Last week, the UC Regents, the university’s lay overseers, approved the new vice chancellorship and its compensation package, as first reported in the San Diego Reader. Since this summer, the regents have been shilling for Governor Jerry Brown’s $8 billion November tax initiative, arguing that the only way to save the university from financial and academic ruin is to jack up the state’s upper-bracket income and sales taxes. Their rubber-stamp approval of UCSD’s senseless new appointment, with its sky-high salary, shreds whatever remaining budgetary credibility they may have had. And of course the diversity machine is operating at fully funded throttle throughout the rest of the University of California; among the diversity initiatives that continue to cascade out of the president’s office and the individual campuses is an imminent $662,000, system-wide “campus climate survey” to track down the racism of UC’s faculty, staff, and students that is allegedly putting UC’s “most marginalized and vulnerable populations . . . at risk,” in the words of UC President Mark Yudof. If there are reasons to support the Brown tax initiative, rescuing an allegedly financially strapped UC that has made hard choices to survive is not one of them.

Greene’s salary and perks are, of course, just the start of what her tenure as San Diego’s new VC for EDI will cost taxpayers. If we are to believe UCSD’s syntactically challenged press office, this new vice chancellorship is a position of extraordinary complexity and challenge: It “will require creativity and innovation to establish the role and organizational structure to enable achievement of the campus’ strategic diversity goals.” The new VC for EDI will therefore undoubtedly also require a staff of massive proportions to support the expected “creativity and innovation.” As a benchmark, UC Berkeley’s own vice chancellor for equity and inclusion, Gibor Basri, whose princely salary of $200,000 suddenly looks piddling by comparison with Greene’s, presides over a staff of 24, up from 17 a mere year ago. Estimating conservatively, a comparably bulked-up office for San Diego’s new VC for EDI will run taxpayers close to $1 million a year, even before the VC’s salary is added in. That million-plus could easily pay for over a dozen new professors just starting their careers or for scholarships for many more promising graduate or undergraduate students.

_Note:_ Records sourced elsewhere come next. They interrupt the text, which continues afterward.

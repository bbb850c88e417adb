use itertools::Itertools;
use tracing::trace;
use union_find::{UnionFind, UnionFindResult};

use crate::Pipe;

/// A minimum spanning tree (or forest, if the pipes don't connect every node)
/// of a pipe network, built with Kruskal's algorithm.
#[derive(Clone, Debug)]
pub struct MinSpanningTree {
  /// Summed in `i128` so no combination of `i64` weights can overflow.
  cost: i128,
  node_count: usize,
  component_count: usize,
  /// All pipes of the tree, in the order they were added.
  pipes: Vec<Pipe>,
  active_pipes: Vec<Pipe>,
  inactive_pipes: Vec<Pipe>,
}

impl MinSpanningTree {
  /// Builds the minimum spanning tree over nodes `1..=node_count` from
  /// `pipes`, which must already be sorted by ascending weight. Pipes of equal
  /// weight are considered in the order given.
  ///
  /// The union-find forest has a slot for every index in `0..=node_count`, so
  /// a pipe touching a node beyond `node_count` fails with
  /// `UnionFindError::IllegalArgument`.
  pub fn build(pipes: &[Pipe], node_count: usize) -> UnionFindResult<Self> {
    debug_assert!(pipes.is_sorted_by_key(Pipe::weight));

    let mut uf = UnionFind::new(node_count + 1);
    let mut tree = Self {
      cost: 0,
      node_count,
      component_count: 0,
      pipes: Vec::new(),
      active_pipes: Vec::new(),
      inactive_pipes: Vec::new(),
    };

    for &pipe in pipes {
      if uf.connected(pipe.u(), pipe.v())? {
        trace!(%pipe, "Skipping pipe that would close a cycle");
        continue;
      }

      uf.union(pipe.u(), pipe.v())?;
      tree.cost += i128::from(pipe.weight());
      tree.pipes.push(pipe);
      if pipe.is_active() {
        tree.active_pipes.push(pipe);
      } else {
        tree.inactive_pipes.push(pipe);
      }
    }

    tree.component_count = (1..=node_count)
      .map(|node| uf.find(node))
      .collect::<UnionFindResult<Vec<_>>>()?
      .into_iter()
      .unique()
      .count();

    Ok(tree)
  }

  /// Sum of the weights of all pipes in the tree.
  pub fn cost(&self) -> i128 {
    self.cost
  }

  pub fn node_count(&self) -> usize {
    self.node_count
  }

  /// Number of connected components among the nodes `1..=node_count` that
  /// remain after adding every tree pipe.
  pub fn component_count(&self) -> usize {
    self.component_count
  }

  /// True if the tree connects every node of the network.
  pub fn is_spanning(&self) -> bool {
    self.component_count <= 1
  }

  pub fn pipes(&self) -> &[Pipe] {
    &self.pipes
  }

  pub fn active_pipes(&self) -> &[Pipe] {
    &self.active_pipes
  }

  pub fn inactive_pipes(&self) -> &[Pipe] {
    &self.inactive_pipes
  }

  /// The number of pipes that have to be activated to build this tree.
  pub fn inactive_count(&self) -> usize {
    self.inactive_pipes.len()
  }
}

#[cfg(test)]
mod tests {
  use googletest::{
    expect_eq, expect_false, expect_that, expect_true, gtest,
    prelude::{container_eq, elements_are},
  };
  use itertools::Itertools;
  use union_find::UnionFindError;

  use crate::{MinSpanningTree, Pipe};

  #[gtest]
  fn test_replaces_expensive_active_pipe() -> googletest::Result<()> {
    let pipes = [
      Pipe::active(1, 2, 1),
      Pipe::inactive(1, 4, 1),
      Pipe::active(2, 3, 2),
      Pipe::active(3, 4, 3),
    ];

    let tree = MinSpanningTree::build(&pipes, 4)?;

    expect_that!(
      tree.pipes().to_vec(),
      elements_are![
        &Pipe::active(1, 2, 1),
        &Pipe::inactive(1, 4, 1),
        &Pipe::active(2, 3, 2),
      ]
    );
    expect_eq!(tree.cost(), 4);
    expect_eq!(tree.inactive_count(), 1);
    expect_that!(
      tree.inactive_pipes().to_vec(),
      elements_are![&Pipe::inactive(1, 4, 1)]
    );
    expect_that!(
      tree.active_pipes().to_vec(),
      elements_are![&Pipe::active(1, 2, 1), &Pipe::active(2, 3, 2)]
    );
    expect_eq!(tree.component_count(), 1);
    expect_true!(tree.is_spanning());
    Ok(())
  }

  #[gtest]
  fn test_single_node() -> googletest::Result<()> {
    let tree = MinSpanningTree::build(&[], 1)?;

    expect_eq!(tree.cost(), 0);
    expect_true!(tree.pipes().is_empty());
    expect_eq!(tree.inactive_count(), 0);
    expect_eq!(tree.component_count(), 1);
    expect_true!(tree.is_spanning());
    Ok(())
  }

  #[gtest]
  fn test_keeps_existing_tree_on_ties() -> googletest::Result<()> {
    // Equal weights: whichever pipe comes first wins.
    let pipes = [
      Pipe::active(1, 2, 5),
      Pipe::inactive(1, 2, 5),
      Pipe::active(2, 3, 5),
      Pipe::inactive(1, 3, 5),
    ];

    let tree = MinSpanningTree::build(&pipes, 3)?;

    expect_that!(
      tree.pipes().to_vec(),
      elements_are![&Pipe::active(1, 2, 5), &Pipe::active(2, 3, 5)]
    );
    expect_eq!(tree.inactive_count(), 0);
    expect_eq!(tree.cost(), 10);
    Ok(())
  }

  #[gtest]
  fn test_skips_self_loops() -> googletest::Result<()> {
    let pipes = [Pipe::inactive(2, 2, 0), Pipe::active(1, 2, 3)];

    let tree = MinSpanningTree::build(&pipes, 2)?;

    expect_that!(
      tree.pipes().to_vec(),
      elements_are![&Pipe::active(1, 2, 3)]
    );
    Ok(())
  }

  #[gtest]
  fn test_disconnected() -> googletest::Result<()> {
    let pipes = [
      Pipe::active(1, 2, 1),
      Pipe::inactive(3, 4, 2),
      Pipe::active(4, 5, 4),
    ];

    let tree = MinSpanningTree::build(&pipes, 6)?;

    expect_eq!(tree.pipes().len(), 3);
    // {1, 2}, {3, 4, 5} and {6}.
    expect_eq!(tree.component_count(), 3);
    expect_eq!(tree.pipes().len(), tree.node_count() - tree.component_count());
    expect_false!(tree.is_spanning());
    expect_eq!(tree.cost(), 7);
    Ok(())
  }

  #[gtest]
  fn test_negative_weights() -> googletest::Result<()> {
    let pipes = [
      Pipe::inactive(1, 3, -4),
      Pipe::active(1, 2, -1),
      Pipe::active(2, 3, 2),
    ];

    let tree = MinSpanningTree::build(&pipes, 3)?;

    expect_eq!(tree.cost(), -5);
    expect_eq!(tree.inactive_count(), 1);
    Ok(())
  }

  #[gtest]
  fn test_cost_beyond_i64() -> googletest::Result<()> {
    let pipes = [Pipe::inactive(2, 3, 1), Pipe::active(1, 2, i64::MAX)];

    let tree = MinSpanningTree::build(&pipes, 3)?;

    expect_eq!(tree.cost(), i128::from(i64::MAX) + 1);
    expect_eq!(tree.inactive_count(), 1);
    Ok(())
  }

  #[gtest]
  fn test_node_out_of_range() {
    let pipes = [Pipe::active(1, 2, 1), Pipe::inactive(2, 4, 2)];

    expect_eq!(
      MinSpanningTree::build(&pipes, 3).map(|tree| tree.cost()),
      Err(UnionFindError::IllegalArgument {
        index: 4,
        capacity: 4
      })
    );
  }

  #[gtest]
  fn test_partition_is_complete() -> googletest::Result<()> {
    let pipes = [
      Pipe::inactive(1, 2, 1),
      Pipe::active(2, 3, 1),
      Pipe::inactive(3, 4, 2),
      Pipe::active(1, 4, 2),
      Pipe::active(4, 5, 3),
      Pipe::inactive(2, 5, 3),
    ];

    let tree = MinSpanningTree::build(&pipes, 5)?;

    let (actives, inactives): (Vec<_>, Vec<_>) =
      tree.pipes().iter().copied().partition(Pipe::is_active);
    expect_that!(tree.active_pipes().to_vec(), container_eq(actives));
    expect_that!(tree.inactive_pipes().to_vec(), container_eq(inactives));
    expect_eq!(
      tree.active_pipes().len() + tree.inactive_pipes().len(),
      tree.pipes().len()
    );
    expect_eq!(tree.inactive_count(), tree.inactive_pipes().len());
    expect_eq!(tree.pipes().len(), 4);
    expect_eq!(
      tree.cost(),
      tree
        .pipes()
        .iter()
        .map(|pipe| i128::from(pipe.weight()))
        .sum::<i128>()
    );
    expect_true!(tree.pipes().iter().all_unique());
    Ok(())
  }
}
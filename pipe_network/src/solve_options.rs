#[derive(Clone, Copy, Debug)]
pub struct SolveOptions {
  /// Fail with `PipeNetworkError::Disconnected` if the pipes can't connect
  /// every node.
  pub require_spanning: bool,
  /// Size of the thread pool used by `solve_batch`.
  pub n_threads: u32,
}

impl SolveOptions {
  pub fn with_require_spanning(&self, require_spanning: bool) -> Self {
    Self {
      require_spanning,
      ..*self
    }
  }

  pub fn with_n_threads(&self, n_threads: u32) -> Self {
    Self { n_threads, ..*self }
  }
}

impl Default for SolveOptions {
  fn default() -> Self {
    Self {
      require_spanning: true,
      n_threads: 4,
    }
  }
}
use std::{error::Error, fmt::Display};

use union_find::UnionFindError;

#[derive(Debug)]
pub enum PipeNetworkError {
  /// The network description could not be parsed.
  Parse(String),
  /// A pipe referenced a node outside of the network's union-find forest.
  IllegalArgument(UnionFindError),
  /// The minimum spanning tree leaves more than one component.
  Disconnected { components: usize },
  ThreadPool(String),
}

impl Error for PipeNetworkError {
  fn source(&self) -> Option<&(dyn Error + 'static)> {
    match self {
      Self::IllegalArgument(err) => Some(err),
      _ => None,
    }
  }
}

impl Display for PipeNetworkError {
  fn fmt(&self, f: &mut std::fmt::Formatter<'_>) -> std::fmt::Result {
    match self {
      Self::Parse(message) => write!(f, "Error: {message}"),
      Self::IllegalArgument(err) => write!(f, "Error: illegal argument: {err}"),
      Self::Disconnected { components } => write!(
        f,
        "Error: network is disconnected, minimum spanning forest has {components} components"
      ),
      Self::ThreadPool(message) => write!(f, "Error: failed to build thread pool: {message}"),
    }
  }
}

impl From<UnionFindError> for PipeNetworkError {
  fn from(err: UnionFindError) -> Self {
    Self::IllegalArgument(err)
  }
}

#[macro_export]
macro_rules! make_parse_error {
  ($($args:expr),+) => {
    $crate::error::PipeNetworkError::Parse(format!($($args),+))
  };
}

pub type PipeNetworkResult<T = ()> = Result<T, PipeNetworkError>;
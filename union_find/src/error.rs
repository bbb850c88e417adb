use std::{error::Error, fmt::Display};

#[derive(Clone, Debug, PartialEq, Eq)]
pub enum UnionFindError {
  /// An element id outside of `[0, capacity)` was passed to the forest.
  IllegalArgument { index: usize, capacity: usize },
}

impl Error for UnionFindError {}

impl Display for UnionFindError {
  fn fmt(&self, f: &mut std::fmt::Formatter<'_>) -> std::fmt::Result {
    match self {
      Self::IllegalArgument { index, capacity: 0 } => {
        write!(f, "index {index} is out of range for an empty forest")
      }
      Self::IllegalArgument { index, capacity } => {
        write!(f, "index {index} is not between 0 and {}", capacity - 1)
      }
    }
  }
}

pub type UnionFindResult<T> = Result<T, UnionFindError>;
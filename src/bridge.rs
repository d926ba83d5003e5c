use log::{LevelFilter, Metadata, Record, SetLoggerError};
use tracing_subscriber::EnvFilter;

use crate::facility::Log;
use crate::priority::Priority;

/// Routes records from the `log` crate macros into a [`Log`].
///
/// Levels map as Trace/Debug to `Debugging`, Info to `Message`, Warn to
/// `Warning` and Error to `Error`. The record's target prefixes the body.
pub struct LogBridge {
    log: &'static Log,
}

impl LogBridge {
    pub fn new(log: &'static Log) -> Self {
        Self { log }
    }

    /// A bridge into the process-wide facility.
    pub fn global() -> Self {
        Self::new(Log::get())
    }

    /// Installs the bridge as the global `log` logger.
    ///
    /// Fails if another logger has already been installed.
    pub fn install(self, max_level: LevelFilter) -> Result<(), SetLoggerError> {
        log::set_boxed_logger(Box::new(self))?;
        log::set_max_level(max_level);
        Ok(())
    }

    /// Installs the bridge, then a `tracing` fmt subscriber filtered by
    /// `RUST_LOG`.
    ///
    /// The bridge goes first so it owns the `log` slot; an already present
    /// tracing subscriber is left in place.
    pub fn install_with_tracing(self, max_level: LevelFilter) -> Result<(), SetLoggerError> {
        self.install(max_level)?;
        if let Err(err) = tracing_subscriber::fmt()
            .with_env_filter(EnvFilter::from_default_env())
            .try_init()
        {
            tracing::debug!(%err, "tracing subscriber already installed");
        }
        Ok(())
    }
}

impl log::Log for LogBridge {
    fn enabled(&self, _metadata: &Metadata) -> bool {
        // Entries below verbosity are still retained, so nothing is dropped here
        true
    }

    fn log(&self, record: &Record) {
        // Format before recording: the facility lock is not reentrant
        let body = format!("{}: {}", record.target(), record.args());
        self.log.record_str(Priority::from(record.level()), &body);
    }

    fn flush(&self) {}
}
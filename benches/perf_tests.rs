use criterion::{black_box, criterion_group, criterion_main, Criterion};
use log::{info, LevelFilter};
use log4rs::{
    append::file::FileAppender,
    config::{Appender, Config, Root},
    encode::pattern::PatternEncoder,
};
use spinlog::sink::ConsoleSink;
use spinlog::spinlock::Spinlock;
use spinlog::{log_record, Log, LogConfig, Priority};
use std::sync::{Arc, Once};
use std::thread;
use tempfile::tempdir;

const THREADS: usize = 4;
const ITERATIONS: usize = 10_000;

static LOGGER_INIT: Once = Once::new();

// Console sink that does nothing - for measuring formatting and history cost only
struct NullConsole;

impl ConsoleSink for NullConsole {
    fn write_line(&mut self, line: &str) {
        black_box(line);
    }
}

fn setup_log4rs(log_file: &str) {
    LOGGER_INIT.call_once(|| {
        let logfile = FileAppender::builder()
            .encoder(Box::new(PatternEncoder::new("{d} - {m}{n}")))
            .append(true)
            .build(log_file)
            .unwrap();

        let config = Config::builder()
            .appender(Appender::builder().build("logfile", Box::new(logfile)))
            .build(Root::builder().appender("logfile").build(LevelFilter::Info))
            .unwrap();

        log4rs::init_config(config).unwrap();
    });
}

fn contended<L, F>(lock: Arc<L>, op: F)
where
    L: Send + Sync + 'static,
    F: Fn(&L) + Send + Sync + Copy + 'static,
{
    let handles: Vec<_> = (0..THREADS)
        .map(|_| {
            let lock = Arc::clone(&lock);
            thread::spawn(move || {
                for _ in 0..ITERATIONS {
                    op(&lock);
                }
            })
        })
        .collect();
    for handle in handles {
        handle.join().unwrap();
    }
}

fn bench_locks(c: &mut Criterion) {
    let mut group = c.benchmark_group("Short critical section");
    group.sample_size(20);

    group.bench_function("spinlock", |b| {
        b.iter(|| {
            let lock = Arc::new(Spinlock::new(Vec::<u64>::with_capacity(64)));
            contended(lock, |l| {
                let mut v = l.lock();
                v.push(1);
                if v.len() == 64 {
                    v.clear();
                }
            });
        });
    });

    group.bench_function("parking_lot_mutex", |b| {
        b.iter(|| {
            let lock = Arc::new(parking_lot::Mutex::new(Vec::<u64>::with_capacity(64)));
            contended(lock, |l| {
                let mut v = l.lock();
                v.push(1);
                if v.len() == 64 {
                    v.clear();
                }
            });
        });
    });

    group.finish();
}

fn bench_logging_comparison(c: &mut Criterion) {
    let mut group = c.benchmark_group("Logging Comparison");
    group.sample_size(10); // Fewer samples due to I/O operations

    let dir = tempdir().unwrap();

    group.bench_function("spinlog_memory", |b| {
        let log = Log::with_parts(
            LogConfig::default().with_verbosity(Priority::None),
            NullConsole,
            spinlog::clock::LocalClock,
        );
        b.iter(|| {
            for i in 0..ITERATIONS {
                log_record!(log, Priority::Message, "Test perf: iteration=", i, " value=", 25.5);
            }
            black_box(log.get_new_logs().len())
        });
    });

    let spinlog_file = dir.path().join("spinlog.log");
    group.bench_function("spinlog_file", |b| {
        let log = Log::with_parts(
            LogConfig::default()
                .with_verbosity(Priority::None)
                .with_file_path(&spinlog_file)
                .with_log_to_file(true),
            NullConsole,
            spinlog::clock::LocalClock,
        );
        b.iter(|| {
            for i in 0..ITERATIONS / 10 {
                log_record!(log, Priority::Message, "Test perf: iteration=", i, " value=", 25.5);
            }
        });
    });

    let traditional_log_file = dir.path().join("traditional.log").to_str().unwrap().to_string();
    setup_log4rs(&traditional_log_file);
    group.bench_function("log4rs_file", |b| {
        b.iter(|| {
            for i in 0..ITERATIONS / 10 {
                info!("Test perf: iteration={} value={}", i, 25.5);
            }
        });
    });

    group.finish();
}

criterion_group!(benches, bench_locks, bench_logging_comparison);
criterion_main!(benches);
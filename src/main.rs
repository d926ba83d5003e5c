use std::env;
use std::thread;
use std::time::Duration;

use spinlog::{log_message, Log, LogBridge, Priority};

/// Spawns a few producer threads and polls the facility the way a monitoring
/// UI would, printing how many new entries each poll picked up.
fn main() {
    let producers = env::args()
        .nth(1)
        .and_then(|s| s.parse::<usize>().ok())
        .unwrap_or(4);

    if let Err(err) = LogBridge::global().install_with_tracing(log::LevelFilter::Debug) {
        eprintln!("log crate bridge not installed: {}", err);
    }
    let log = Log::get();

    let handles: Vec<_> = (0..producers)
        .map(|id| {
            thread::spawn(move || {
                for frame in 0..25u32 {
                    let priority = match frame % 10 {
                        9 => Priority::Warning,
                        0 => Priority::Debugging,
                        _ => Priority::Message,
                    };
                    log_message!(priority, "producer ", id, " frame ", frame);
                    thread::sleep(Duration::from_millis(2));
                }
                log::info!("producer {} done", id);
            })
        })
        .collect();

    let mut received = 0;
    while handles.iter().any(|h| !h.is_finished()) {
        received += log.get_new_logs().len();
        thread::sleep(Duration::from_millis(20));
    }
    for handle in handles {
        if handle.join().is_err() {
            tracing::error!("producer thread panicked");
        }
    }
    received += log.get_new_logs().len();

    tracing::info!(
        received,
        retained = log.get_full_logs().len(),
        warnings = log.get_logs(&[Priority::Warning]).len(),
        "monitor finished"
    );
}
use std::sync::atomic::{AtomicBool, Ordering};

use parking_lot::lock_api::{self, GuardSend};

/// Busy-wait mutual exclusion for very short critical sections.
///
/// The facility only ever holds its lock long enough to push a string onto a
/// queue, where parking a thread would cost more than the work itself. Waiters
/// spin on a single flag with no backoff and no fairness, so a thread can
/// starve under sustained contention.
///
/// The lock is **not reentrant**: acquiring it twice from the same thread
/// spins forever.
///
/// # Examples
///
/// ```
/// # use spinlog::spinlock::RawSpinlock;
/// let lock = RawSpinlock::new();
/// lock.acquire();
/// assert!(!lock.try_acquire());
/// lock.release();
/// assert!(lock.try_acquire());
/// lock.release();
/// ```
pub struct RawSpinlock {
    locked: AtomicBool,
}

impl RawSpinlock {
    /// Creates an unlocked spinlock.
    pub const fn new() -> Self {
        Self { locked: AtomicBool::new(false) }
    }

    /// Spins until the flag moves from clear to set.
    #[inline]
    pub fn acquire(&self) {
        while self.locked.swap(true, Ordering::Acquire) {
            std::hint::spin_loop();
        }
    }

    /// Makes a single attempt to take the lock.
    ///
    /// Returns `true` if the caller now owns the lock.
    #[inline]
    pub fn try_acquire(&self) -> bool {
        !self.locked.swap(true, Ordering::Acquire)
    }

    /// Clears the flag, publishing the critical section to the next owner.
    ///
    /// Must only be called by the current owner.
    #[inline]
    pub fn release(&self) {
        self.locked.store(false, Ordering::Release);
    }

    /// Returns whether some thread currently holds the lock.
    pub fn is_held(&self) -> bool {
        self.locked.load(Ordering::Relaxed)
    }
}

impl Default for RawSpinlock {
    fn default() -> Self {
        Self::new()
    }
}

unsafe impl lock_api::RawMutex for RawSpinlock {
    #[allow(clippy::declare_interior_mutable_const)]
    const INIT: Self = RawSpinlock::new();

    type GuardMarker = GuardSend;

    fn lock(&self) {
        self.acquire();
    }

    fn try_lock(&self) -> bool {
        self.try_acquire()
    }

    unsafe fn unlock(&self) {
        self.release();
    }

    fn is_locked(&self) -> bool {
        self.is_held()
    }
}

/// A value guarded by a [`RawSpinlock`], released when the guard drops.
///
/// ```
/// # use spinlog::spinlock::Spinlock;
/// let counter = Spinlock::new(0);
/// *counter.lock() += 1;
/// assert_eq!(*counter.lock(), 1);
/// ```
pub type Spinlock<T> = lock_api::Mutex<RawSpinlock, T>;

/// RAII guard returned by [`Spinlock::lock`].
pub type SpinlockGuard<'a, T> = lock_api::MutexGuard<'a, RawSpinlock, T>;
use std::env;
use std::path::PathBuf;

use crate::history::DEFAULT_MAX_LENGTH;
use crate::priority::Priority;

/// Default location of the file sink.
pub const DEFAULT_LOG_FILE: &str = "/var/log/splash.log";

pub const ENV_VERBOSITY: &str = "SPINLOG_VERBOSITY";
pub const ENV_TO_FILE: &str = "SPINLOG_TO_FILE";
pub const ENV_FILE: &str = "SPINLOG_FILE";
pub const ENV_MAX_LENGTH: &str = "SPINLOG_MAX_LENGTH";

/// Initial settings of a [`Log`](crate::Log).
///
/// Verbosity and the file-sink flag can still be changed at runtime; the
/// history length and file path are fixed once the facility is built.
///
/// ```
/// # use spinlog::{LogConfig, Priority};
/// let config = LogConfig::default()
///     .with_verbosity(Priority::Warning)
///     .with_max_length(100);
/// assert_eq!(config.max_length, 100);
/// assert!(!config.log_to_file);
/// ```
#[derive(Debug, Clone, PartialEq, Eq)]
pub struct LogConfig {
    pub max_length: usize,
    pub verbosity: Priority,
    pub log_to_file: bool,
    pub file_path: PathBuf,
}

impl Default for LogConfig {
    fn default() -> Self {
        Self {
            max_length: DEFAULT_MAX_LENGTH,
            verbosity: Priority::Message,
            log_to_file: false,
            file_path: PathBuf::from(DEFAULT_LOG_FILE),
        }
    }
}

impl LogConfig {
    pub fn with_max_length(mut self, max_length: usize) -> Self {
        self.max_length = max_length;
        self
    }

    pub fn with_verbosity(mut self, verbosity: Priority) -> Self {
        self.verbosity = verbosity;
        self
    }

    pub fn with_log_to_file(mut self, log_to_file: bool) -> Self {
        self.log_to_file = log_to_file;
        self
    }

    pub fn with_file_path(mut self, path: impl Into<PathBuf>) -> Self {
        self.file_path = path.into();
        self
    }

    /// Defaults overridden by the `SPINLOG_*` environment variables.
    ///
    /// Unparseable values are reported and ignored.
    pub fn from_env() -> Self {
        Self::default().apply_vars(|key| env::var(key).ok())
    }

    /// Applies overrides from an arbitrary variable lookup.
    pub fn apply_vars<F>(mut self, lookup: F) -> Self
    where
        F: Fn(&str) -> Option<String>,
    {
        if let Some(raw) = lookup(ENV_VERBOSITY) {
            match raw.parse() {
                Ok(verbosity) => self.verbosity = verbosity,
                Err(err) => tracing::warn!(var = ENV_VERBOSITY, %err, "ignoring verbosity override"),
            }
        }

        if let Some(raw) = lookup(ENV_TO_FILE) {
            match parse_flag(&raw) {
                Some(flag) => self.log_to_file = flag,
                None => tracing::warn!(var = ENV_TO_FILE, value = %raw, "ignoring file sink override"),
            }
        }

        if let Some(path) = lookup(ENV_FILE) {
            if path.is_empty() {
                tracing::warn!(var = ENV_FILE, "ignoring empty log file path");
            } else {
                self.file_path = PathBuf::from(path);
            }
        }

        if let Some(raw) = lookup(ENV_MAX_LENGTH) {
            match raw.trim().parse::<usize>() {
                Ok(max_length) => self.max_length = max_length,
                Err(err) => tracing::warn!(var = ENV_MAX_LENGTH, %err, "ignoring history length override"),
            }
        }

        self
    }
}

fn parse_flag(raw: &str) -> Option<bool> {
    match raw.trim().to_ascii_lowercase().as_str() {
        "1" | "true" | "yes" | "on" => Some(true),
        "0" | "false" | "no" | "off" => Some(false),
        _ => None,
    }
}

Despite UCSD’s desperate efforts to give substance to this new appointment, there is in fact nothing for Greene and her staffers to do that isn’t already being done. Every department at UCSD faces unrelenting pressure to hire females and “underrepresented minorities,” i.e., blacks and Hispanics — Asians and Indians, of course, counting as honorary whites for the sake of the diversity crusade. {snip}

The creation of a massive diversity bureaucracy to police the faculty for bias against women and URMs can be justified only if there is evidence that the faculty need such policing. No one has yet presented a single example of UC San Diego’s faculty discriminating against a highly ranked female or URM candidate because of skin color or gender. The opposite is of course the case: female and URM Ph.D.s enjoy enormous advantages in the hiring market at UCSD and everywhere else. {snip}

Diversity advocates try to mask the vacuousness of their enterprise with two strategies. First, the diversophile pretends that a new diversity initiative is the first time that the relevant institution has ever embarked on such an endeavor. {snip}

The second strategy consists of dressing up “diversity” activities with speciously technocratic rhetoric. In trying to portray diversity bean-counting as something akin to an actual skill, use of the phrase, “metrics,” is de rigueur. A diversity bureaucrat doesn’t count females and minorities, she uses “metrics,” as Chancellor Khosla explained in the same email: “Additionally, the [diversity strategic] plan will include metrics to ensure that we are employing best practices that both research and experience show have a real impact.” “Holistic” is another favored term. In arguing for regent approval of Greene’s astronomical salary and perks, the UC Office of the President in Oakland noted that the new VC for EDI would be “responsible for providing a holistic and integrated vision on all major equity, diversity and inclusion efforts at UC San Diego.”